(WORK REQUEST): After the line containing "a single address", write nothing more; before it, reproduce every line of the material below exactly, starting with the first.

########

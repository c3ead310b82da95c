//! Serializable command results and their human / CSV renderings

use colored::Colorize;
use netspan_cidr::{Address, Network, Range};
use serde::Serialize;

/// A command result that every output format can render
pub trait Report: Serialize {
    /// Column names for CSV output
    fn csv_header() -> &'static [&'static str];

    /// One CSV record, in [`Report::csv_header`] order
    fn csv_record(&self) -> Vec<String>;

    /// Human-readable rendering to stdout
    fn print_human(&self);
}

fn field(name: &str, value: impl std::fmt::Display) {
    println!("{:>15}: {}", name.bold(), value);
}

fn title(text: &str) {
    println!();
    println!("{}", text.bold().cyan());
    println!("{}", "─".repeat(50).dimmed());
}

/// Every representation of a single address
#[derive(Debug, Clone, Serialize)]
pub struct AddressReport {
    pub input: String,
    pub version: String,
    pub address: Address,
    pub binary: String,
    pub hex: String,
    pub decimal: String,
}

impl AddressReport {
    pub fn new(input: &str, address: Address) -> Self {
        Self {
            input: input.to_string(),
            version: address.version().to_string(),
            address,
            binary: address.to_binary_string(),
            hex: address.to_hex(),
            decimal: address.to_decimal().to_string(),
        }
    }
}

impl Report for AddressReport {
    fn csv_header() -> &'static [&'static str] {
        &["input", "version", "address", "binary", "hex", "decimal"]
    }

    fn csv_record(&self) -> Vec<String> {
        vec![
            self.input.clone(),
            self.version.clone(),
            self.address.to_string(),
            self.binary.clone(),
            self.hex.clone(),
            self.decimal.clone(),
        ]
    }

    fn print_human(&self) {
        title("Address");
        field("Input", &self.input);
        field("Version", &self.version);
        field("Address", self.address.to_string().green());
        field("Binary", &self.binary);
        field("Hex", &self.hex);
        field("Decimal", &self.decimal);
        println!();
    }
}

/// Properties of a CIDR block
#[derive(Debug, Clone, Serialize)]
pub struct NetworkReport {
    pub cidr: Network,
    pub version: String,
    pub network: Address,
    pub netmask: Address,
    pub broadcast: Address,
    pub prefix_len: u8,
    pub count: String,
    pub hosts: Range,
}

impl From<Network> for NetworkReport {
    fn from(net: Network) -> Self {
        Self {
            cidr: net,
            version: net.network().version().to_string(),
            network: net.network(),
            netmask: net.netmask(),
            broadcast: net.broadcast(),
            prefix_len: net.prefix_len(),
            count: net.count().to_string(),
            hosts: net.hosts(),
        }
    }
}

impl Report for NetworkReport {
    fn csv_header() -> &'static [&'static str] {
        &[
            "cidr",
            "version",
            "network",
            "netmask",
            "broadcast",
            "prefix_len",
            "count",
            "hosts",
        ]
    }

    fn csv_record(&self) -> Vec<String> {
        vec![
            self.cidr.to_string(),
            self.version.clone(),
            self.network.to_string(),
            self.netmask.to_string(),
            self.broadcast.to_string(),
            self.prefix_len.to_string(),
            self.count.clone(),
            self.hosts.to_string(),
        ]
    }

    fn print_human(&self) {
        title("Network");
        field("CIDR", self.cidr.to_string().green());
        field("Version", &self.version);
        field("Network", self.network);
        field("Netmask", self.netmask);
        field("Broadcast", self.broadcast);
        field("Prefix length", format!("/{}", self.prefix_len));
        field("Addresses", &self.count);
        field("Hosts", self.hosts);
        println!();
    }
}

/// Bounds, size and CIDR tiling of a range
#[derive(Debug, Clone, Serialize)]
pub struct RangeReport {
    pub first: Address,
    pub last: Address,
    pub version: String,
    pub count: String,
    pub span: Network,
    pub networks: Vec<Network>,
}

impl From<Range> for RangeReport {
    fn from(range: Range) -> Self {
        Self {
            first: range.first(),
            last: range.last(),
            version: range.first().version().to_string(),
            count: range.count().to_string(),
            span: range.span_network(),
            networks: range.networks(),
        }
    }
}

impl RangeReport {
    fn networks_joined(&self) -> String {
        self.networks
            .iter()
            .map(|n| n.to_string())
            .collect::<Vec<_>>()
            .join(" ")
    }
}

impl Report for RangeReport {
    fn csv_header() -> &'static [&'static str] {
        &["first", "last", "version", "count", "span", "networks"]
    }

    fn csv_record(&self) -> Vec<String> {
        vec![
            self.first.to_string(),
            self.last.to_string(),
            self.version.clone(),
            self.count.clone(),
            self.span.to_string(),
            self.networks_joined(),
        ]
    }

    fn print_human(&self) {
        title("Range");
        field("First", self.first.to_string().green());
        field("Last", self.last.to_string().green());
        field("Version", &self.version);
        field("Addresses", &self.count);
        field("Span network", self.span);
        field("Blocks", self.networks.len());
        for net in &self.networks {
            println!("{:>15}  {}", "", net);
        }
        println!();
    }
}

/// Outcome of a containment test
#[derive(Debug, Clone, Serialize)]
pub struct ContainsReport {
    pub range: Range,
    pub other: String,
    pub contained: bool,
}

impl Report for ContainsReport {
    fn csv_header() -> &'static [&'static str] {
        &["range", "other", "contained"]
    }

    fn csv_record(&self) -> Vec<String> {
        vec![
            self.range.to_string(),
            self.other.clone(),
            self.contained.to_string(),
        ]
    }

    fn print_human(&self) {
        let verdict = if self.contained {
            "yes".green()
        } else {
            "no".red()
        };
        title("Containment");
        field("Range", self.range);
        field("Other", &self.other);
        field("Contained", verdict);
        println!();
    }
}

/// One line of batch output: the decomposed range or the line's error
#[derive(Debug, Clone, Serialize)]
pub struct BatchRow {
    pub input: String,
    #[serde(skip_serializing_if = "Option::is_none")]
    pub range: Option<RangeReport>,
    #[serde(skip_serializing_if = "Option::is_none")]
    pub error: Option<String>,
}

impl Report for BatchRow {
    fn csv_header() -> &'static [&'static str] {
        &["input", "first", "last", "count", "span", "networks", "error"]
    }

    fn csv_record(&self) -> Vec<String> {
        match &self.range {
            Some(r) => vec![
                self.input.clone(),
                r.first.to_string(),
                r.last.to_string(),
                r.count.clone(),
                r.span.to_string(),
                r.networks_joined(),
                String::new(),
            ],
            None => vec![
                self.input.clone(),
                String::new(),
                String::new(),
                String::new(),
                String::new(),
                String::new(),
                self.error.clone().unwrap_or_default(),
            ],
        }
    }

    fn print_human(&self) {
        match (&self.range, &self.error) {
            (Some(r), _) => println!("{} {} => {}", "✓".green(), self.input, r.networks_joined()),
            (None, Some(e)) => println!("{} {}: {}", "✗".red(), self.input, e.red()),
            (None, None) => println!("{} {}", "?".yellow(), self.input),
        }
    }
}
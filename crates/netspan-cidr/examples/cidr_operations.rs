//! CIDR operations example
//!
//! Run with: cargo run -p netspan-cidr --example cidr_operations

use netspan_cidr::{Address, Network, Range};

fn main() -> Result<(), Box<dyn std::error::Error>> {
    println!("netspan - CIDR Operations Example\n");

    let net = Network::parse("192.168.49.3/29")?;

    println!("CIDR: {}", "192.168.49.3/29");
    println!("─────────────────────────────");
    println!("Network:       {}", net.network());
    println!("Netmask:       {}", net.netmask());
    println!("Broadcast:     {}", net.broadcast());
    println!("Hosts:         {}", net.hosts());
    println!("Total IPs:     {}", net.count());
    println!("Prefix length: /{}", net.prefix_len());

    println!("\nChecking IP containment:");
    let inside = Address::parse("192.168.49.5")?;
    let outside = Address::parse("192.168.50.1")?;
    println!("{} in network? {}", inside, net.contains_address(&inside));
    println!("{} in network? {}", outside, net.contains_address(&outside));

    println!("\nFirst 5 IPs in network:");
    for (i, ip) in net.iter().take(5).enumerate() {
        println!("  {}: {}", i + 1, ip);
    }

    let range = Range::parse("192.168.31.240 - 192.168.35.193")?;
    println!("\nRange: {}", range);
    println!("─────────────────────────────");
    println!("Addresses:     {}", range.count());
    println!("Span network:  {}", range.span_network());
    println!("CIDR blocks:");
    for block in range.networks() {
        println!("  {}", block);
    }

    Ok(())
}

########

(SOLUTION TO THIS EXERCISE):
repository c3ead310b82da95c
//! Serializable command results and their human / CSV renderings

use colored::Colorize;
use netspan_cidr::{Address, Network, Range};
use serde::Serialize;

/// A command result that every output format can render
pub trait Report: Serialize {
    /// Column names for CSV output
    fn csv_header() -> &'static [&'static str];

    /// One CSV record, in [`Report::csv_header`] order
    fn csv_record(&self) -> Vec<String>;

    /// Human-readable rendering to stdout
    fn print_human(&self);
}

fn field(name: &str, value: impl std::fmt::Display) {
    println!("{:>15}: {}", name.bold(), value);
}

fn title(text: &str) {
    println!();
    println!("{}", text.bold().cyan());
    println!("{}", "─".repeat(50).dimmed());
}

/// Every representation of a single address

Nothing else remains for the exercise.